Darüber hinaus steht der IKMW mit einer Vielzahl von gemeinnützigen Hausprojekten in Kontakt, die ihre Strukturen für die individuelle Unterbringung von Einzelpersonen öffnen wollen.
Vor dem Hintergrund dieser unausgeschöpften Alternativen ist es Schönberg nicht verständlich, warum die Stadt immer wieder auf das aus der Wohnungslosenhilfe kommende und veraltete Konzept ‚Ankommen und orientieren’ verweist, indem sie Asylsuchende zuerst in eine Sammelunterkunft unterbringt. „Integrationspolitisch ist dieses Konzept sogar fahrlässig, weil es Asylsuchende und Geflüchtete isoliert, anstatt sie zu unseren Nachbar_innen zu machen und sie willkommen zu heißen“, so Schönberg weiter. “Darüber hinaus ist zu bedenken, dass die umfassende Grundsanierung der Torgauer Straße und eine zeitnahe Aufnahme von vielen Geflüchteten sich durchaus widersprechen.”

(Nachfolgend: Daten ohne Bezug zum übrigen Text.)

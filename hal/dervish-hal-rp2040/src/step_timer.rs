//! Step pulse timer on TIMER alarm 1
//!
//! The embassy time driver owns alarm 0. Alarm 1 fires `TIMER_IRQ_1`, whose
//! handler runs [`PulseGenerator::on_timer`] against the installed step
//! output and re-arms itself with the returned delay.
//!
//! ```text
//! control loop ──set_velocity──▶ PULSE_GENERATOR ◀──on_timer── TIMER_IRQ_1
//!              ──kick─────────▶ StepTimer::fire_in ──alarm 1──▶
//! ```

use core::cell::RefCell;

use dervish_core::motion::pulse::IDLE_PERIOD_US;
use dervish_core::motion::PulseGenerator;
use dervish_core::traits::{PulseTimer, StepOutput};
use embassy_rp::interrupt;
use embassy_rp::interrupt::InterruptExt;
use embassy_rp::pac;
use embassy_sync::blocking_mutex::raw::CriticalSectionRawMutex;
use embassy_sync::blocking_mutex::Mutex;

const ALARM: usize = 1;

/// Pulse train state shared by the control loop and the interrupt
pub static PULSE_GENERATOR: PulseGenerator = PulseGenerator::new();

type SharedOutput = &'static mut (dyn StepOutput + Send);

static STEP_OUTPUT: Mutex<CriticalSectionRawMutex, RefCell<Option<SharedOutput>>> =
    Mutex::new(RefCell::new(None));

/// Handle to alarm 1
///
/// Obtained from [`init`]; every copy drives the same alarm.
#[derive(Clone, Copy)]
pub struct StepTimer {
    _private: (),
}

/// Install the step output and start the interrupt
///
/// Call once at boot. The first firing happens after `IDLE_PERIOD_US`
/// and keeps the step line low until a velocity is published.
pub fn init(output: SharedOutput) -> StepTimer {
    STEP_OUTPUT.lock(|cell| *cell.borrow_mut() = Some(output));

    pac::TIMER.intr().write(|w| w.set_alarm(ALARM, true));
    pac::TIMER.inte().modify(|w| w.set_alarm(ALARM, true));
    interrupt::TIMER_IRQ_1.unpend();
    // SAFETY: the handler only touches PULSE_GENERATOR and STEP_OUTPUT
    unsafe { interrupt::TIMER_IRQ_1.enable() };

    let mut timer = StepTimer { _private: () };
    timer.fire_in(IDLE_PERIOD_US);
    timer
}

/// Arm alarm 1 `delay_us` from now
///
/// The alarm compares only the low 32 bits of the counter, so a deadline
/// that already passed is pended by hand instead of waiting for a wrap.
fn arm(delay_us: u32) {
    let now = pac::TIMER.timerawl().read();
    let deadline = now.wrapping_add(delay_us.max(1));
    pac::TIMER.alarm(ALARM).write_value(deadline);

    let after = pac::TIMER.timerawl().read();
    if after.wrapping_sub(now) >= delay_us {
        pac::TIMER.armed().write(|w| w.set_armed(1 << ALARM));
        interrupt::TIMER_IRQ_1.pend();
    }
}

impl PulseTimer for StepTimer {
    fn fire_in(&mut self, delay_us: u32) {
        cortex_m::interrupt::free(|_| arm(delay_us));
    }
}

#[interrupt]
fn TIMER_IRQ_1() {
    pac::TIMER.intr().write(|w| w.set_alarm(ALARM, true));

    let delay_us = STEP_OUTPUT.lock(|cell| match cell.borrow_mut().as_mut() {
        Some(output) => PULSE_GENERATOR.on_timer(&mut **output),
        None => IDLE_PERIOD_US,
    });

    arm(delay_us);
}
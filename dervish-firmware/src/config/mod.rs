//! Configuration persistence
//!
//! The motion profile and session settings live in flash as one postcard
//! record. Defaults from `dervish-core` apply when flash holds nothing
//! valid.

pub mod loader;

pub use loader::{ConfigError, ConfigPersistence, StoredConfig};
//! Edge events derived from consecutive status snapshots

use heapless::Vec;

use super::status::Status;
use crate::config::AlarmAction;
use crate::session::{AlarmFlags, SessionMode};

/// Most events a single tick can produce
pub const MAX_EVENTS: usize = 4;

/// Events produced by one tick
pub type Events = Vec<Event, MAX_EVENTS>;

/// Discrete transitions for UI and buzzer collaborators
#[derive(Debug, Clone, Copy, PartialEq, Eq)]
#[cfg_attr(feature = "defmt", derive(defmt::Format))]
pub enum Event {
    /// A step ran out its timer
    StepFinished { index: u8 },
    /// The session returned to Idle
    SessionEnded,
    /// Temperature left the limit band
    AlarmStarted {
        flags: AlarmFlags,
        /// Action executed, `None` if the session was not running
        action: Option<AlarmAction>,
    },
    /// Temperature back inside the limit band
    AlarmCleared,
}

impl Event {
    /// Events between two snapshots, in the order they happened
    pub fn diff(prev: &Status, next: &Status) -> Events {
        let mut events = Events::new();

        // The alarm is evaluated before step timing within a tick
        if !prev.alarm.active() && next.alarm.active() {
            let _ = events.push(Event::AlarmStarted {
                flags: next.alarm,
                action: next.alarm_action,
            });
        }
        if prev.alarm.active() && !next.alarm.active() {
            let _ = events.push(Event::AlarmCleared);
        }
        if next.steps_finished != prev.steps_finished {
            let _ = events.push(Event::StepFinished {
                index: prev.step_index,
            });
        }
        if prev.mode != SessionMode::Idle && next.mode == SessionMode::Idle {
            let _ = events.push(Event::SessionEnded);
        }

        events
    }

    pub fn is_alarm(&self) -> bool {
        matches!(self, Event::AlarmStarted { .. } | Event::AlarmCleared)
    }

    /// Whether the buzzer should sound for this event
    pub fn wants_attention(&self) -> bool {
        match self {
            Event::StepFinished { .. } | Event::SessionEnded => true,
            Event::AlarmStarted { action, .. } => {
                !matches!(action, None | Some(AlarmAction::None))
            }
            Event::AlarmCleared => false,
        }
    }
}
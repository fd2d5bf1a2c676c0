//! Session scheduler
//!
//! Tracks the active step and its elapsed time. Elapsed time is an
//! accumulator advanced only while running, so time spent paused never
//! counts toward a step.
//!
//! ```text
//!            start / toggle                 step done, more left
//!   Idle ───────────────────▶ Running ─────────────────────────▶ PausedBetweenSteps
//!    ▲                         │   ▲                                    │
//!    │ last step done / stop   │   │ toggle                             │ toggle / next
//!    └─────────────────────────┘   │                                    ▼
//!                        toggle ▼  │                            Running (next step)
//!                          PausedMidStep
//! ```

use super::alarm::{AlarmEdge, AlarmFlags, TempAlarm};
use super::compensation::{adjusted_duration_s, adjusted_rpm};
use crate::config::{AlarmAction, ReversePolicy, SessionSettings, SessionStep};

/// Session mode
#[derive(Debug, Clone, Copy, PartialEq, Eq, Default)]
#[cfg_attr(feature = "defmt", derive(defmt::Format))]
pub enum SessionMode {
    #[default]
    Idle,
    Running,
    /// Paused by the user or an alarm; the step timer is kept
    PausedMidStep,
    /// Step finished, waiting for the user to continue
    PausedBetweenSteps,
}

/// What the scheduler wants from the motor this tick
#[derive(Debug, Clone, Copy, PartialEq)]
#[cfg_attr(feature = "defmt", derive(defmt::Format))]
pub struct MotorDemand {
    pub run: bool,
    pub rpm: f32,
    pub reverse: ReversePolicy,
}

/// Multi-step session scheduler
#[derive(Debug, Clone)]
pub struct SessionScheduler {
    settings: SessionSettings,
    mode: SessionMode,
    step_index: usize,
    /// Time run in the current step (ms)
    elapsed_ms: u32,
    /// Last valid temperature reading
    temperature: Option<f32>,
    alarm: TempAlarm,
    /// Action executed for the alarm currently in force
    alarm_action: Option<AlarmAction>,
    /// Steps completed by their timer since boot (wrapping)
    steps_finished: u16,
}

impl SessionScheduler {
    pub fn new(mut settings: SessionSettings) -> Self {
        settings.sanitize();
        Self {
            settings,
            mode: SessionMode::Idle,
            step_index: 0,
            elapsed_ms: 0,
            temperature: None,
            alarm: TempAlarm::default(),
            alarm_action: None,
            steps_finished: 0,
        }
    }

    pub fn settings(&self) -> &SessionSettings {
        &self.settings
    }

    /// Replace the settings
    ///
    /// A running session keeps going unless its step no longer exists.
    pub fn set_settings(&mut self, mut settings: SessionSettings) {
        settings.sanitize();
        self.settings = settings;
        if self.step_index >= self.settings.step_count() {
            self.stop();
        }
    }

    pub fn mode(&self) -> SessionMode {
        self.mode
    }

    pub fn is_running(&self) -> bool {
        self.mode == SessionMode::Running
    }

    pub fn step_index(&self) -> usize {
        self.step_index
    }

    pub fn step_count(&self) -> usize {
        self.settings.step_count()
    }

    pub fn current_step(&self) -> Option<&SessionStep> {
        self.settings.step(self.step_index)
    }

    /// Time run in the current step (ms)
    pub fn elapsed_ms(&self) -> u32 {
        self.elapsed_ms
    }

    pub fn temperature(&self) -> Option<f32> {
        self.temperature
    }

    pub fn alarm_flags(&self) -> AlarmFlags {
        self.alarm.flags()
    }

    /// Action taken for the alarm in force, if any
    pub fn alarm_action(&self) -> Option<AlarmAction> {
        self.alarm_action
    }

    pub fn steps_finished(&self) -> u16 {
        self.steps_finished
    }

    /// Start the session
    ///
    /// From `PausedBetweenSteps` the same step runs again with a fresh
    /// timer; otherwise the session starts over from the first step.
    pub fn start(&mut self) {
        if self.mode != SessionMode::PausedBetweenSteps {
            self.step_index = 0;
        }
        self.elapsed_ms = 0;
        self.mode = SessionMode::Running;
    }

    /// Pause, resume or continue past a step boundary
    pub fn toggle_run(&mut self) {
        match self.mode {
            SessionMode::Running => self.mode = SessionMode::PausedMidStep,
            SessionMode::PausedBetweenSteps => self.advance(),
            SessionMode::Idle | SessionMode::PausedMidStep => self.mode = SessionMode::Running,
        }
    }

    /// Skip to the next step, or end the session after the last one
    pub fn next_step(&mut self) {
        if self.mode != SessionMode::Idle {
            self.advance();
        }
    }

    /// Back to Idle at the first step
    pub fn stop(&mut self) {
        self.mode = SessionMode::Idle;
        self.step_index = 0;
        self.elapsed_ms = 0;
    }

    fn advance(&mut self) {
        if self.step_index + 1 < self.settings.step_count() {
            self.step_index += 1;
            self.elapsed_ms = 0;
            self.mode = SessionMode::Running;
        } else {
            self.stop();
        }
    }

    /// Advance by `dt_ms` with the latest temperature reading
    ///
    /// Returns the alarm action executed this tick, if any.
    pub fn tick(&mut self, dt_ms: u32, temp_c: Option<f32>) -> Option<AlarmAction> {
        self.temperature = temp_c.filter(|t| t.is_finite());

        let executed = match self.alarm.update(&self.settings.temp_limits, self.temperature) {
            AlarmEdge::Rising if self.mode == SessionMode::Running => {
                let action = self.resolve_alarm_action();
                match action {
                    AlarmAction::None | AlarmAction::Beep => {}
                    AlarmAction::Pause => self.toggle_run(),
                    AlarmAction::Stop => self.stop(),
                }
                self.alarm_action = Some(action);
                Some(action)
            }
            AlarmEdge::Falling => {
                self.alarm_action = None;
                None
            }
            _ => None,
        };

        if self.mode == SessionMode::Running {
            let duration_s = self.step_duration_s(self.step_index);
            if duration_s > 0 {
                self.elapsed_ms = self.elapsed_ms.saturating_add(dt_ms);
                if self.elapsed_ms >= duration_s.saturating_mul(1000) {
                    self.finish_step();
                }
            }
        }

        executed
    }

    fn finish_step(&mut self) {
        self.elapsed_ms = 0;
        self.steps_finished = self.steps_finished.wrapping_add(1);
        if self.step_index + 1 < self.settings.step_count() {
            self.mode = SessionMode::PausedBetweenSteps;
        } else {
            self.stop();
        }
    }

    fn resolve_alarm_action(&self) -> AlarmAction {
        match self.current_step() {
            Some(step) => AlarmAction::resolve(step, self.settings.alarm_action),
            None => self.settings.alarm_action,
        }
    }

    /// Temperature-adjusted duration of step `index` (seconds, 0 = manual)
    pub fn step_duration_s(&self, index: usize) -> u32 {
        self.settings
            .step(index)
            .map(|step| adjusted_duration_s(step, &self.settings, self.temperature))
            .unwrap_or(0)
    }

    /// Temperature-adjusted RPM of the current step
    pub fn effective_rpm(&self) -> f32 {
        match self.current_step() {
            Some(step) => adjusted_rpm(step, &self.settings, self.temperature),
            None => self.settings.global_rpm,
        }
    }

    /// Seconds left in the current step (rounded up)
    pub fn step_remaining_s(&self) -> u32 {
        if self.mode == SessionMode::PausedBetweenSteps {
            return 0;
        }
        let total_ms = self.step_duration_s(self.step_index).saturating_mul(1000);
        total_ms.saturating_sub(self.elapsed_ms).div_ceil(1000)
    }

    /// Seconds left in the current and all later steps
    pub fn total_remaining_s(&self) -> u32 {
        (self.step_index + 1..self.settings.step_count())
            .map(|i| self.step_duration_s(i))
            .fold(self.step_remaining_s(), u32::saturating_add)
    }

    /// Run flag, RPM and reverse policy for the ramp engine
    pub fn motor_demand(&self) -> MotorDemand {
        MotorDemand {
            run: self.is_running(),
            rpm: self.effective_rpm(),
            reverse: self.settings.reverse,
        }
    }
}

impl Default for SessionScheduler {
    fn default() -> Self {
        Self::new(SessionSettings::default())
    }
}
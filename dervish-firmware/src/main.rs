//! Dervish - Agitation Rotation Base Firmware
//!
//! Main firmware binary for RP2040-based rotation bases. Drives one stepper
//! through eased start, stop and soft-reverse ramps while a multi-step
//! session scheduler times the process and watches the bath temperature.

#![no_std]
#![no_main]

use defmt::*;
use embassy_executor::Spawner;
use embassy_rp::adc::{Adc, Channel, InterruptHandler as AdcInterruptHandler};
use embassy_rp::bind_interrupts;
use embassy_rp::gpio::{Level, Output, Pull};
use embassy_time::Delay;
use static_cell::StaticCell;
use {defmt_rtt as _, panic_probe as _};

use dervish_core::config::{MotionProfile, SessionSettings};
use dervish_core::traits::SettingsStore;
use dervish_drivers::buzzer::BuzzerConfig;
use dervish_drivers::sensor::Ntc100k;
use dervish_drivers::stepper::StepDirPins;
use dervish_hal_rp2040::flash::Rp2040FlashStorage;
use dervish_hal_rp2040::step_timer;

use crate::config::ConfigPersistence;
use crate::tasks::control::DriverEnable;

mod channels;
mod config;
mod tasks;

bind_interrupts!(struct Irqs {
    ADC_IRQ_FIFO => AdcInterruptHandler;
});

type StepPins = StepDirPins<Output<'static>, Output<'static>, Delay>;

// Step pins are borrowed by the step timer interrupt for the life of the program
static STEP_PINS: StaticCell<StepPins> = StaticCell::new();

/// Main entry point
#[embassy_executor::main]
async fn main(spawner: Spawner) {
    info!("Dervish firmware starting...");

    let p = embassy_rp::init(Default::default());
    info!("Peripherals initialized");

    // Load configuration from flash (or use defaults)
    let mut store = ConfigPersistence::new(Rp2040FlashStorage::new(p.FLASH, p.DMA_CH0));
    let (profile, settings) = match store.load().await {
        Ok(loaded) => loaded,
        Err(e) => {
            info!("No valid configuration in flash ({:?}), using defaults", e);
            (MotionProfile::default(), SessionSettings::default())
        }
    };

    // Stepper pins are board-specific (SKR Pico: STEP=GPIO11, DIR=GPIO10, ENABLE=GPIO12)
    let pins = STEP_PINS.init(StepDirPins::new(
        Output::new(p.PIN_11, Level::Low),
        Output::new(p.PIN_10, Level::Low),
        Delay,
    ));
    let timer = step_timer::init(pins);
    // Enable is active low; start disabled
    let enable = DriverEnable(Output::new(p.PIN_12, Level::High));
    info!("Step timer initialized");

    // Thermistor on TH0 (GPIO27)
    let adc = Adc::new(p.ADC, Irqs, embassy_rp::adc::Config::default());
    let therm_channel = Channel::new_pin(p.PIN_27, Pull::None);

    // Active buzzer on GPIO22
    let buzzer_pin = Output::new(p.PIN_22, Level::Low);

    spawner
        .spawn(tasks::control_task(profile, settings, timer, enable))
        .unwrap();
    spawner
        .spawn(tasks::temperature_task(adc, therm_channel, Ntc100k::default()))
        .unwrap();
    spawner
        .spawn(tasks::buzzer_task(buzzer_pin, BuzzerConfig::default()))
        .unwrap();
    spawner.spawn(tasks::persist_task(store)).unwrap();

    info!("All tasks spawned, firmware running");

    loop {
        embassy_time::Timer::after_secs(60).await;
        trace!("Main loop heartbeat");
    }
}
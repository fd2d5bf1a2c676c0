//! Control loop task
//!
//! Owns the core [`Controller`] and runs it every 10 ms:
//! - Applies queued commands and hands config changes to the persist task
//! - Feeds the latest calibrated temperature
//! - Publishes events and the status snapshot
//! - Watches the step interrupt and re-kicks it if it stalls

use defmt::*;
use embassy_rp::gpio::Output;
use embassy_time::{Duration, Instant, Ticker};

use dervish_core::config::{MotionProfile, SessionSettings};
use dervish_core::controller::{CommandOutcome, Controller};
use dervish_core::motion::{PulseDriver, PulseWatchdog};
use dervish_core::traits::{StepperDriver, TemperatureSource};
use dervish_hal_rp2040::step_timer::{StepTimer, PULSE_GENERATOR};

use crate::channels::{COMMAND_CHANNEL, EVENT_CHANNEL, SETTINGS_CHANGED, STATUS, TEMP_READING};

/// Control tick interval in milliseconds
pub const CONTROL_TICK_MS: u64 = 10;

/// Latest thermistor reading with the calibration offset applied
///
/// NaN until the first reading and after a sensor fault.
#[derive(Debug, Clone, Copy)]
pub struct LatestTemperature {
    temp_c: f32,
}

impl Default for LatestTemperature {
    fn default() -> Self {
        Self { temp_c: f32::NAN }
    }
}

impl LatestTemperature {
    pub fn update(&mut self, reading: Option<f32>, offset_c: f32) {
        self.temp_c = reading.map_or(f32::NAN, |t| t + offset_c);
    }
}

impl TemperatureSource for LatestTemperature {
    fn has_reading(&self) -> bool {
        !self.temp_c.is_nan()
    }

    fn temp_c(&self) -> f32 {
        self.temp_c
    }
}

/// Stepper driver enable line (active low)
pub struct DriverEnable(pub Output<'static>);

impl DriverEnable {
    fn set(&mut self, enabled: bool) {
        if enabled {
            self.0.set_low();
        } else {
            self.0.set_high();
        }
    }
}

/// Control task - runs the motion and session controller
#[embassy_executor::task]
pub async fn control_task(
    profile: MotionProfile,
    settings: SessionSettings,
    timer: StepTimer,
    mut enable: DriverEnable,
) {
    info!("Control task started");

    let driver = PulseDriver::new(&PULSE_GENERATOR, timer);
    let mut controller = Controller::new(driver, profile, settings);
    let mut temperature = LatestTemperature::default();
    let mut watchdog = PulseWatchdog::new();
    let mut ticker = Ticker::every(Duration::from_millis(CONTROL_TICK_MS));
    let mut last = Instant::now();

    loop {
        ticker.next().await;
        let now = Instant::now();
        let dt_ms = (now - last).as_millis() as u32;
        last = now;

        while let Ok(command) = COMMAND_CHANNEL.try_receive() {
            debug!("Command: {:?}", command);
            match controller.apply(command) {
                CommandOutcome::Applied => {}
                CommandOutcome::ConfigChanged => {
                    SETTINGS_CHANGED
                        .signal((*controller.profile(), controller.settings().clone()));
                }
                CommandOutcome::Rejected(e) => warn!("Command rejected: {:?}", e),
            }
        }

        if let Some(reading) = TEMP_READING.try_take() {
            temperature.update(reading, controller.profile().temp_offset_c);
        }

        let events = controller.tick(dt_ms, &temperature);
        for event in events {
            info!("Event: {:?}", event);
            if EVENT_CHANNEL.try_send(event).is_err() {
                warn!("Event channel full, dropped {:?}", event);
            }
        }

        enable.set(controller.ramp().is_running());

        if watchdog.check(dt_ms, &PULSE_GENERATOR) {
            warn!(
                "Step interrupt stalled ({} fires), kicking timer",
                PULSE_GENERATOR.fire_count()
            );
            controller.driver_mut().kick();
        }

        STATUS.signal(controller.status());
    }
}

„Wir haben das Gerede von der Alternativlosigkeit der Asylunterkunft in der Torgauer Straße 290 und die Drohgebärden der Stadtverwaltung, dass ohne den Ausbau Asylsuchende zukünftig in Zelten leben müssten, einfach satt! Wir nehmen den Herrn Jung beim Wort und fordern stattdessen eine politische Lösung und die Gründung eines Runden Tisches mit der Aufgabe konkrete dezentrale Unterbringungsmöglichkeiten zu sondieren und zu quantifizieren. Teilnehmer_innen dieses Runden Tisches sollten sein: Der Oberbürgermeister, der Sozialbürgermeister, Vertreter_innen von Leipziger Wohnungsgenossenschaften, der LWB, des freien Immobilienmarktes, des Haus- und Wagenrats, der Wohlfahrtsverbände, des Migrantenbeirats und von Flüchtlingsvereinen und –initiativen, sowie Refugees”, so Kim Schönberg abschließend.
Die Petition des IMKW „Für selbstbestimmtes Wohnen: Stoppt die größte kommunale Massenunterkunft für Asylsuchende Sachsens!“ wird mittlerweile von über 3100 Menschen unterstützt.